AT&T is trying to make its 3G and “4G” HSPA networks better in New York City by getting rid of some of its 2G coverage.
According to All Things D, AT&T is moving some of its bandwidth off its 2G network and putting it on 3G and “4G” networks. The carrier is contacting users that still have 2G phones, offering them 3G phones as the company makes the switch.
According to AT&T regional general manager Tom DeVito, putting more bandwidth behind the newer networks “will help more of our customers in New York City have a better experience overall. By re-allocating network resources from our 2G network to support our newer, advanced networks, we’re moving capacity to support the voice and mobile internet services our customers want.”
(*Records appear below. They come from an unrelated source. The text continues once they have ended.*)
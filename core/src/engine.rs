//! Decision engine — per-node admission and redirection
//!
//! One engine instance per node, exclusively owning its resource table,
//! graph store, and local capacity counters. The host transport delivers
//! each inbound message synchronously (after its own duplicate
//! suppression), schedules `tick()` once per gossip epoch, and dispatches
//! whatever redirect the engine hands back.
//!
//! Decision path for every message:
//! 1. Classify the name once (advertisement → graph update → execution)
//! 2. Advertisements refresh the resource table
//! 3. Graph updates merge into the known-graph store
//! 4. Execution requests are served locally when capacity allows,
//!    otherwise redirected to the selected peer or the cloud fallback

use crate::classify::{classify, ExecRequest, MessageClass, STATE_SCOPE};
use crate::graph::Graph;
use crate::redirect::{self, Destination, Redirect};
use crate::select::{pick_by_capacity, pick_by_utility};
use crate::table::ResourceStateTable;
use crate::wire::{
    decode_exec_params, GraphUpdate, MessageKind, PeerReport, StateAdvertisement, WireError,
    WireFrame,
};
use crate::NodeId;
use tracing::{debug, info, warn};

/// Startup configuration for one node's engine.
#[derive(Debug, Clone, Copy, serde::Serialize, serde::Deserialize)]
pub struct EngineConfig {
    pub node_id: NodeId,
    /// Local compute slots.
    pub cores: u32,
    /// Local spare-capacity score advertised to the mesh.
    pub utility: u32,
}

impl EngineConfig {
    pub fn new(node_id: NodeId) -> Self {
        Self {
            node_id,
            cores: 4,
            utility: 14,
        }
    }
}

/// Why a message was dropped.
#[derive(Debug, Clone, PartialEq, Eq)]
pub enum DropReason {
    /// Decode failed; carries the codec error text.
    Malformed(String),
    /// The name matched no known namespace.
    Unrecognized,
}

/// Terminal outcome of handling one inbound message.
#[derive(Debug, Clone, PartialEq, Eq)]
pub enum Outcome {
    /// An execution request was admitted and ran here.
    ServedLocally { request: String, duration: u64 },
    /// An execution request was re-issued toward an alternate destination.
    Redirected(Redirect),
    /// An advertisement refreshed the resource table.
    StateUpdated { refreshed: usize },
    /// A graph generation was merged into the known-graph store.
    GraphMerged { added: usize, total: usize },
    Dropped(DropReason),
}

/// Snapshot of one engine's state, for diagnostics.
#[derive(Debug, Clone, serde::Serialize)]
pub struct EngineSummary {
    pub node_id: NodeId,
    pub cores: u32,
    pub occupied_cores: u32,
    pub utility: u32,
    pub known_peers: usize,
    pub graph_tasks: usize,
    pub served: u64,
    pub redirected: u64,
    pub dropped: u64,
}

/// The per-node offload decision engine.
pub struct DecisionEngine {
    node_id: NodeId,
    cores: u32,
    occupied_cores: u32,
    queued_jobs: u32,
    utility: u32,
    table: ResourceStateTable,
    graph: Graph,
    served: u64,
    redirected: u64,
    dropped: u64,
}

impl DecisionEngine {
    pub fn new(config: EngineConfig) -> Self {
        Self {
            node_id: config.node_id,
            cores: config.cores,
            occupied_cores: 0,
            queued_jobs: 0,
            utility: config.utility,
            table: ResourceStateTable::new(config.node_id),
            graph: Graph::new(),
            served: 0,
            redirected: 0,
            dropped: 0,
        }
    }

    pub fn node_id(&self) -> NodeId {
        self.node_id
    }

    pub fn table(&self) -> &ResourceStateTable {
        &self.table
    }

    pub fn graph(&self) -> &Graph {
        &self.graph
    }

    /// Handle one inbound message. `now_ms` is the host's clock, used for
    /// rtt estimation against advertisement timestamps.
    pub fn handle_message(&mut self, name: &str, payload: &[u8], now_ms: i64) -> Outcome {
        match classify(name) {
            MessageClass::Advertisement {
                sender,
                timestamp_ms,
            } => self.on_advertisement(sender, timestamp_ms, payload, now_ms),
            MessageClass::GraphUpdate => self.on_graph_update(payload),
            MessageClass::Execution(request) => self.on_execution(name, request, payload),
            MessageClass::Unrecognized => {
                debug!(name, "unrecognized message name");
                self.dropped += 1;
                Outcome::Dropped(DropReason::Unrecognized)
            }
        }
    }

    /// Age the resource table by one gossip epoch.
    pub fn tick(&mut self) -> Vec<NodeId> {
        self.table.tick()
    }

    /// Build this node's outbound gossip advertisement: its own state plus
    /// one relayed report per live table entry.
    pub fn advertisement(&self, now_ms: i64) -> Result<(String, Vec<u8>), WireError> {
        let mut reports = Vec::with_capacity(1 + self.table.len());
        reports.push(PeerReport {
            node_id: None,
            cores: self.cores,
            occupied_cores: self.occupied_cores,
            queued_jobs: self.queued_jobs,
            utility: Some(self.utility),
            rtt: None,
        });
        for peer in self.table.iter() {
            reports.push(PeerReport {
                node_id: Some(peer.id),
                cores: peer.cores,
                occupied_cores: peer.occupied_cores,
                queued_jobs: peer.queued_jobs,
                utility: Some(peer.utility),
                rtt: Some(peer.rtt),
            });
        }

        let name = format!("{STATE_SCOPE}/{}/{}", self.node_id, now_ms);
        let bytes = StateAdvertisement { reports }.to_frame()?.to_bytes()?;
        Ok((name, bytes))
    }

    pub fn summary(&self) -> EngineSummary {
        EngineSummary {
            node_id: self.node_id,
            cores: self.cores,
            occupied_cores: self.occupied_cores,
            utility: self.utility,
            known_peers: self.table.len(),
            graph_tasks: self.graph.len(),
            served: self.served,
            redirected: self.redirected,
            dropped: self.dropped,
        }
    }

    // ------------------------------------------------------------------
    // Branch handlers
    // ------------------------------------------------------------------

    fn on_advertisement(
        &mut self,
        sender: NodeId,
        timestamp_ms: i64,
        payload: &[u8],
        now_ms: i64,
    ) -> Outcome {
        let advert = match WireFrame::from_bytes(payload)
            .and_then(|frame| StateAdvertisement::from_frame(&frame))
        {
            Ok(advert) => advert,
            Err(err) => return self.drop_malformed("advertisement", err),
        };

        // The sender's own latency, estimated from its send timestamp.
        // Relayed reports ride on top of it; clock skew can drive either
        // term negative, which upsert clamps away. Timestamps and rtts are
        // attacker-controlled, so the arithmetic saturates instead of
        // wrapping.
        let sender_rtt = now_ms.saturating_sub(timestamp_ms);

        let mut refreshed = 0;
        for report in advert.reports {
            let id = report.node_id.unwrap_or(sender);
            if id == self.node_id {
                continue;
            }
            let rtt = Some(sender_rtt.saturating_add(report.rtt.unwrap_or(0)));
            self.table.upsert(
                id,
                report.cores,
                report.occupied_cores,
                report.queued_jobs,
                report.utility,
                rtt,
            );
            refreshed += 1;
        }
        debug!(sender, refreshed, "advertisement ingested");
        Outcome::StateUpdated { refreshed }
    }

    fn on_graph_update(&mut self, payload: &[u8]) -> Outcome {
        let update = match WireFrame::from_bytes(payload)
            .and_then(|frame| GraphUpdate::from_frame(&frame))
        {
            Ok(update) => update,
            Err(err) => return self.drop_malformed("graph update", err),
        };

        let added = self.graph.merge(update);
        info!(added, total = self.graph.len(), "graph generation merged");
        Outcome::GraphMerged {
            added,
            total: self.graph.len(),
        }
    }

    fn on_execution(&mut self, name: &str, request: ExecRequest, payload: &[u8]) -> Outcome {
        match request {
            ExecRequest::Task { cost } => self.on_task(name, cost),
            ExecRequest::Exec { dst } => {
                let duration = if payload.is_empty() {
                    None
                } else {
                    match self.exec_duration(payload) {
                        Ok(duration) => duration,
                        Err(err) => return self.drop_malformed("exec parameters", err),
                    }
                };
                self.on_exec(name, dst, duration.unwrap_or(1))
            }
        }
    }

    /// Utility-mode request: serve when our own score covers the cost,
    /// else offload to the best-scored peer, else punt to the cloud.
    fn on_task(&mut self, name: &str, cost: u32) -> Outcome {
        if self.utility >= cost {
            // Charge for the task, run it, release. The engine is
            // synchronous, so the two balance within this call; the
            // outcome carries the cost for the host's accounting.
            self.utility -= cost;
            info!(request = name, cost, "serving task locally");
            self.utility += cost;
            self.served += 1;
            return Outcome::ServedLocally {
                request: name.to_string(),
                duration: cost as u64,
            };
        }

        let target = match pick_by_utility(&self.table, cost) {
            Ok(pick) => {
                info!(
                    request = name,
                    peer = pick.node_id,
                    rtt = pick.rtt,
                    "offloading task to peer"
                );
                Destination::Offload(pick.node_id)
            }
            Err(err) => {
                info!(request = name, %err, "no qualifying peer, redirecting upstream");
                Destination::Cloud
            }
        };
        self.redirected += 1;
        Outcome::Redirected(redirect::build(name, target))
    }

    /// Capacity-mode request addressed at a specific node.
    fn on_exec(&mut self, name: &str, dst: NodeId, duration: u64) -> Outcome {
        if self.table.is_local(dst) {
            if self.occupied_cores < self.cores {
                self.occupied_cores += 1;
                info!(request = name, duration, "executing on local worker");
                self.occupied_cores -= 1;
                self.served += 1;
                return Outcome::ServedLocally {
                    request: name.to_string(),
                    duration,
                };
            }
            // Saturated ourselves: hand the request to whoever has room.
            let target = match self.table.least_loaded() {
                Ok(peer) => Destination::Exec(peer),
                Err(_) => Destination::Cloud,
            };
            self.redirected += 1;
            return Outcome::Redirected(redirect::build(name, target));
        }

        if self.table.is_known_peer(dst) {
            let target = match pick_by_capacity(&self.table, dst) {
                Ok(peer) => Destination::Exec(peer),
                Err(err) => {
                    warn!(request = name, dst, %err, "capacity selection failed");
                    Destination::Cloud
                }
            };
            if target == Destination::Exec(dst) {
                debug!(request = name, dst, "destination has free cores, passing through");
            }
            self.redirected += 1;
            return Outcome::Redirected(redirect::build(name, target));
        }

        info!(request = name, dst, "destination unknown, redirecting upstream");
        self.redirected += 1;
        Outcome::Redirected(redirect::build(name, Destination::Cloud))
    }

    fn exec_duration(&self, payload: &[u8]) -> Result<Option<u64>, WireError> {
        let frame = WireFrame::from_bytes(payload)?;
        if frame.kind != MessageKind::ExecParams {
            return Err(WireError::InvalidKind(frame.kind.as_u8()));
        }
        decode_exec_params(&frame.payload)
    }

    fn drop_malformed(&mut self, context: &str, err: WireError) -> Outcome {
        warn!(context, %err, "dropping malformed message");
        self.dropped += 1;
        Outcome::Dropped(DropReason::Malformed(err.to_string()))
    }
}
For AT&T users in New York City, that means more reliable data and fewer dropped calls when in the city. According to GigaOm, New York City is AT&T’s most densely populated market. Network reliability was a problem for the network since the first iPhone launched. Some areas are better than others, but it is difficult to get a good data connection in many parts of the city.
AT&T does have 4G LTE available in New York City, but the carrier still has only a few phones that support 4G LTE. The carrier’s most popular phone, the iPhone, only has 3G and “4G.” If current iPhone users stay on contract and don’t upgrade to the next iPhone this year, network reliability can still be a problem for the carrier.
The carrier is also trying other methods to help its network reliability. AT&T has numerous WiFi hotspots throughout the city, which many AT&T phones automatically connect to. The hotspot aren’t always fast, but they’re better than no data at all. Redirecting bandwidth and installing WiFi hotspots is easier than adding new cell sites.